BAGUIO CITY—Private schools in this city have turned down petitions to offer parents and students tuition discounts for the uncompleted school year, saying the lockdown to contain the spread of the new coronavirus disease (COVID-19) has substantially reduced their revenue.
The Association of Private School Administrators (Apsa) here said all grade schools and high schools had been reeling from uncollected fee obligations after families were told to stay indoors in March, said its president, Annie Marie Caguioa.
“Private schools cannot afford to give discounts but they will defer payment of unpaid balances,” she told the city council on Monday.
Caguioa and other school administrators attended the council’s regular session to clarify two pending resolutions that urged them to impose tuition discounts and to refund fully paid tuition after some families lost their jobs or livelihood during the quarantine.
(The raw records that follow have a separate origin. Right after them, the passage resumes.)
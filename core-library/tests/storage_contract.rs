//! Behaviour shared by every `LocalStorage` implementation.

use core_library::db::create_test_pool;
use core_library::{
    FetchNoteOptions, Guid, InMemoryLocalStorage, LocalStorage, Note, Notebook, Resource,
    SqliteLocalStorage, Tag,
};
use std::sync::Arc;

async fn implementations() -> Vec<(&'static str, Arc<dyn LocalStorage>)> {
    let pool = create_test_pool().await.unwrap();
    vec![
        ("memory", Arc::new(InMemoryLocalStorage::new())),
        ("sqlite", Arc::new(SqliteLocalStorage::new(pool))),
    ]
}

fn note(guid: &str, usn: i32) -> Note {
    Note {
        guid: Some(Guid::new(guid)),
        update_sequence_num: Some(usn),
        content: Some(format!("<en-note>{}</en-note>", guid)),
        active: true,
        ..Default::default()
    }
}

#[core_async::test]
async fn test_local_only_note_is_keyed_by_local_id() {
    for (name, storage) in implementations().await {
        let local_only = Note {
            local_only: true,
            locally_modified: true,
            title: Some("draft".to_string()),
            ..Default::default()
        };
        let local_id = local_only.local_id;
        storage.put_note(local_only.clone()).await.unwrap();
        storage.put_note(local_only).await.unwrap();

        assert_eq!(storage.note_count().await.unwrap(), 1, "{}", name);
        let found = storage
            .find_note_by_local_id(local_id, FetchNoteOptions::METADATA)
            .await
            .unwrap();
        assert!(found.unwrap().guid.is_none(), "{}", name);
    }
}

#[core_async::test]
async fn test_moved_copy_and_remote_update_coexist() {
    for (name, storage) in implementations().await {
        let local = Note {
            locally_modified: true,
            ..note("n1", 1)
        };
        let conflicting_local_id = local.local_id;
        storage.put_note(local).await.unwrap();

        // Local copy moved aside under a fresh identity
        storage
            .put_note(Note {
                guid: None,
                update_sequence_num: None,
                local_only: true,
                ..note("n1", 1)
            })
            .await
            .unwrap();
        // Remote version overwrites the original identity
        storage
            .put_note(Note {
                local_id: conflicting_local_id,
                ..note("n1", 2)
            })
            .await
            .unwrap();

        assert_eq!(storage.note_count().await.unwrap(), 2, "{}", name);
        let stored = storage
            .find_note_by_guid(&Guid::new("n1"), FetchNoteOptions::METADATA)
            .await
            .unwrap()
            .unwrap();
        assert_eq!(stored.local_id, conflicting_local_id, "{}", name);
        assert_eq!(stored.update_sequence_num, Some(2), "{}", name);
        assert!(!stored.locally_modified, "{}", name);
    }
}

#[core_async::test]
async fn test_expunging_notebook_cascades_to_notes() {
    for (name, storage) in implementations().await {
        let notebook = Notebook {
            guid: Some(Guid::new("nb1")),
            name: Some("Projects".to_string()),
            ..Default::default()
        };
        let notebook_local_id = notebook.local_id;
        storage.put_notebook(notebook).await.unwrap();

        let mut child = note("n1", 1);
        child.notebook_local_id = Some(notebook_local_id);
        child.resources.push(Resource {
            guid: Some(Guid::new("r1")),
            ..Default::default()
        });
        storage.put_note(child).await.unwrap();
        storage.put_note(note("n2", 2)).await.unwrap();

        storage
            .expunge_notebook_by_guid(&Guid::new("nb1"))
            .await
            .unwrap();

        assert_eq!(storage.note_count().await.unwrap(), 1, "{}", name);
        assert!(storage.list_notebooks().await.unwrap().is_empty(), "{}", name);
    }
}

#[core_async::test]
async fn test_tag_name_lookup_is_scoped() {
    for (name, storage) in implementations().await {
        storage
            .put_tag(Tag {
                guid: Some(Guid::new("t1")),
                name: Some("Urgent".to_string()),
                ..Default::default()
            })
            .await
            .unwrap();
        storage
            .put_tag(Tag {
                guid: Some(Guid::new("t2")),
                name: Some("urgent".to_string()),
                linked_notebook_guid: Some(Guid::new("ln1")),
                ..Default::default()
            })
            .await
            .unwrap();

        let own = storage.find_tag_by_name("URGENT", None).await.unwrap();
        assert_eq!(own.unwrap().guid, Some(Guid::new("t1")), "{}", name);
        let linked = storage
            .find_tag_by_name("urgent", Some(&Guid::new("ln1")))
            .await
            .unwrap();
        assert_eq!(linked.unwrap().guid, Some(Guid::new("t2")), "{}", name);
        assert_eq!(storage.list_tags().await.unwrap().len(), 2, "{}", name);
    }
}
Private schools are conducting a fiscal inventory to determine if some unspent fees for the scuttled school year could be returned. About 100,000 elementary and high school students enrolled in June last year.
According to Caguioa, private schools will rely on tuition to pay teachers’ salaries until July and other operational expenses.
Despite the extended enhanced community quarantine, the Department of Education has required the schools to finish the fourth quarter of the school year, she said.
Fee petitions
But because of the pandemic, some schools have withdrawn petitions to raise tuition for the new school year, which has been reset from June to August.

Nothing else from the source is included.